◆ TASK DETAILS ◆
Write out, word for word, every line from the one containing "fn from(d: AgentEventData)" through the last line of the records below, both ends included.

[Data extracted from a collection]
impl EventData {
    /// Domain of the payload; `None` for [`EventData::Empty`]
    pub fn domain(&self) -> Option<EventDomain> {
        match self {
            EventData::Empty => None,
            EventData::Agent(_) => Some(EventDomain::Agent),
            EventData::Session(_) => Some(EventDomain::Session),
            EventData::Task(_) => Some(EventDomain::Task),
            EventData::Activity(_) => Some(EventDomain::Activity),
            EventData::Tool(_) => Some(EventDomain::Tool),
            EventData::Workflow(_) => Some(EventDomain::Workflow),
            EventData::System(_) => Some(EventDomain::System),
        }
    }

    fn kind(&self) -> &'static str {
        match self {
            EventData::Empty => "empty",
            EventData::Agent(_) => "agent",
            EventData::Session(_) => "session",
            EventData::Task(_) => "task",
            EventData::Activity(_) => "activity",
            EventData::Tool(_) => "tool",
            EventData::Workflow(_) => "workflow",
            EventData::System(_) => "system",
        }
    }
}

impl From<AgentEventData> for EventData {
    fn from(d: AgentEventData) -> Self {
        EventData::Agent(d)
    }
}

impl From<SessionEventData> for EventData {
    fn from(d: SessionEventData) -> Self {
        EventData::Session(d)
    }
}

impl From<TaskEventData> for EventData {
    fn from(d: TaskEventData) -> Self {
        EventData::Task(d)
    }
}

impl From<ActivityEventData> for EventData {
    fn from(d: ActivityEventData) -> Self {
        EventData::Activity(d)
    }
}

impl From<ToolEventData> for EventData {
    fn from(d: ToolEventData) -> Self {
        EventData::Tool(d)
    }
}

◆ OUTPUT BELOW ◆
    fn from(d: AgentEventData) -> Self {
        EventData::Agent(d)
    }
}

impl From<SessionEventData> for EventData {
    fn from(d: SessionEventData) -> Self {
        EventData::Session(d)
    }
}

impl From<TaskEventData> for EventData {
    fn from(d: TaskEventData) -> Self {
        EventData::Task(d)
    }
}

impl From<ActivityEventData> for EventData {
    fn from(d: ActivityEventData) -> Self {
        EventData::Activity(d)
    }
}

impl From<ToolEventData> for EventData {
    fn from(d: ToolEventData) -> Self {
        EventData::Tool(d)
    }
}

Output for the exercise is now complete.